🤖 AI Summary
This work addresses the challenges in multimodal medical image disease recognition, where existing methods struggle to effectively fuse complementary cross-modal information and are hindered by scarce annotated data and domain shifts from natural images, limiting the applicability of vision foundation models. To overcome these limitations, the authors propose an Early Intervention (EI) framework that introduces high-level semantic cues from a reference modality as an intervention signal during the embedding stage to guide feature learning in the target modality. Additionally, they design a parameter-efficient Mixture of Low-varied-Ranks Adaptation (MoR) strategy for efficient fine-tuning of vision foundation models. By enhancing few-shot transferability through multimodal semantic token interaction, the method achieves significant performance gains over current baselines on three public datasets—retinal diseases, skin lesions, and knee abnormalities—demonstrating strong effectiveness and generalization.
📝 Abstract
Current methods for multimodal medical imaging based disease recognition face two major challenges.
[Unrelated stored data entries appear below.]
//! Celo legacy transactions: signing hash, EIP-155 signatures and RLP encoding.
//!
//! # Wire layout
//! ```text
//! unsigned (signing preimage):
//!   [nonce, gasPrice, gas, feeCurrency, gatewayFeeRecipient, gatewayFee,
//!    to, value, data, chainId, 0, 0]
//! signed:
//!   [nonce, gasPrice, gas, feeCurrency, gatewayFeeRecipient, gatewayFee,
//!    to, value, data, v, r, s]
//! ```
//! Absent addresses encode as the empty string. `v = parity + 35 + 2 * chainId`.

use alloy::primitives::{keccak256, Address, Bytes, Signature, TxHash, B256, U256};
use alloy::rlp::{BufMut, Encodable, Header, EMPTY_STRING_CODE};
use alloy::signers::local::PrivateKeySigner;
use alloy::signers::SignerSync;

use crate::error::{Error, Result};

/// Minimum gas for a plain value transfer.
pub const MIN_GAS_LIMIT: u64 = 21_000;

/// An unsigned Celo legacy transaction.
#[derive(Debug, Clone, PartialEq, Eq)]
pub struct CeloTransaction {
    pub nonce: u64,
    pub gas_price: u128,
    pub gas_limit: u64,
    /// Currency gas is paid in; `None` pays in the native token.
    pub fee_currency: Option<Address>,
    pub gateway_fee_recipient: Option<Address>,
    pub gateway_fee: U256,
    pub to: Address,
    pub value: U256,
    pub data: Bytes,
    pub chain_id: u64,
}

impl CeloTransaction {
    /// A native-currency transfer with no calldata.
    pub fn transfer(nonce: u64, to: Address, value: U256, gas_limit: u64, gas_price: u128, chain_id: u64) -> Self {
        Self {
            nonce,
            gas_price,
            gas_limit,
            fee_currency: None,
            gateway_fee_recipient: None,
            gateway_fee: U256::ZERO,
            to,
            value,
            data: Bytes::new(),
            chain_id,
        }
    }

    /// Attach a gateway fee. A missing amount is encoded as zero.
    pub fn with_gateway_fee(mut self, recipient: Option<Address>, fee: Option<U256>) -> Self {
        self.gateway_fee_recipient = recipient;
        self.gateway_fee = fee.unwrap_or_default();
        self
    }

    /// RLP preimage of the EIP-155 signing hash.
    pub fn signing_payload(&self) -> Vec<u8> {
        let payload_length = self.fields_length() + self.chain_id.length() + 2 * 0u8.length();
        let mut out = Vec::with_capacity(payload_length + 3);
        Header { list: true, payload_length }.encode(&mut out);
        self.encode_fields(&mut out);
        self.chain_id.encode(&mut out);
        0u8.encode(&mut out);
        0u8.encode(&mut out);
        out
    }

    /// Hash that gets signed.
    pub fn signature_hash(&self) -> B256 {
        keccak256(self.signing_payload())
    }

    /// Sign with the EIP-155 scheme bound to `self.chain_id`.
    pub fn sign(self, signer: &PrivateKeySigner) -> Result<SignedTransaction> {
        let signature = signer
            .sign_hash_sync(&self.signature_hash())
            .map_err(|e| Error::Signing(e.to_string()))?;
        let v = self
            .chain_id
            .checked_mul(2)
            .and_then(|id| id.checked_add(35 + u64::from(signature.v())))
            .ok_or_else(|| Error::Signing(format!("chain id {} too large for EIP-155", self.chain_id)))?;

        let mut signed = SignedTransaction { tx: self, signature, v, hash: B256::ZERO };
        signed.hash = keccak256(signed.encoded());
        Ok(signed)
    }

    fn fields_length(&self) -> usize {
        self.nonce.length()
            + self.gas_price.length()
            + self.gas_limit.length()
            + optional_address_length(&self.fee_currency)
            + optional_address_length(&self.gateway_fee_recipient)
            + self.gateway_fee.length()
            + self.to.length()
            + self.value.length()
            + self.data.length()
    }

    fn encode_fields(&self, out: &mut dyn BufMut) {
        self.nonce.encode(out);
        self.gas_price.encode(out);
        self.gas_limit.encode(out);
        encode_optional_address(&self.fee_currency, out);
        encode_optional_address(&self.gateway_fee_recipient, out);
        self.gateway_fee.encode(out);
        self.to.encode(out);
        self.value.encode(out);
        self.data.encode(out);
    }
}

/// A signed transaction, immutable and identified by its content hash.
#[derive(Debug, Clone, PartialEq, Eq)]
pub struct SignedTransaction {
    tx: CeloTransaction,
    signature: Signature,
    v: u64,
    hash: TxHash,
}

impl SignedTransaction {
    pub fn transaction(&self) -> &CeloTransaction {
        &self.tx
    }

    pub fn signature(&self) -> &Signature {
        &self.signature
    }

    /// EIP-155 `v` value.
    pub fn v(&self) -> u64 {
        self.v
    }

    /// `keccak256` of the signed encoding.
    pub fn hash(&self) -> TxHash {
        self.hash
    }

    /// RLP bytes ready for `eth_sendRawTransaction`.
    pub fn encoded(&self) -> Vec<u8> {
        let r = self.signature.r();
        let s = self.signature.s();
        let payload_length = self.tx.fields_length() + self.v.length() + r.length() + s.length();
        let mut out = Vec::with_capacity(payload_length + 3);
        Header { list: true, payload_length }.encode(&mut out);
        self.tx.encode_fields(&mut out);
        self.v.encode(&mut out);
        r.encode(&mut out);
        s.encode(&mut out);
        out
    }
}

fn optional_address_length(address: &Option<Address>) -> usize {
    address.as_ref().map_or(1, Encodable::length)
}

fn encode_optional_address(address: &Option<Address>, out: &mut dyn BufMut) {
    match address {
        Some(address) => address.encode(out),
        None => out.put_u8(EMPTY_STRING_CODE),
    }
}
First, the prevailing "fusion after unimodal image embedding" paradigm cannot fully leverage the complementary and correlated information in the multimodal data. Second, the scarcity of labeled multimodal medical images, coupled with their significant domain shift from natural images, hinders the use of cutting-edge Vision Foundation Models (VFMs) for medical image embedding. To jointly address the challenges, we propose a novel Early Intervention (EI) framework. Treating one modality as target and the rest as reference, EI harnesses high-level semantic tokens from the reference as intervention tokens to steer the target modality's embedding process at an early stage. Furthermore, we introduce Mixture of Low-varied-Ranks Adaptation (MoR), a parameter-efficient fine-tuning method that employs a set of low-rank adapters with varied ranks and a weight-relaxed router for VFM adaptation. Extensive experiments on three public datasets for retinal disease, skin lesion, and keen anomaly classification verify the effectiveness of the proposed method against a number of competitive baselines.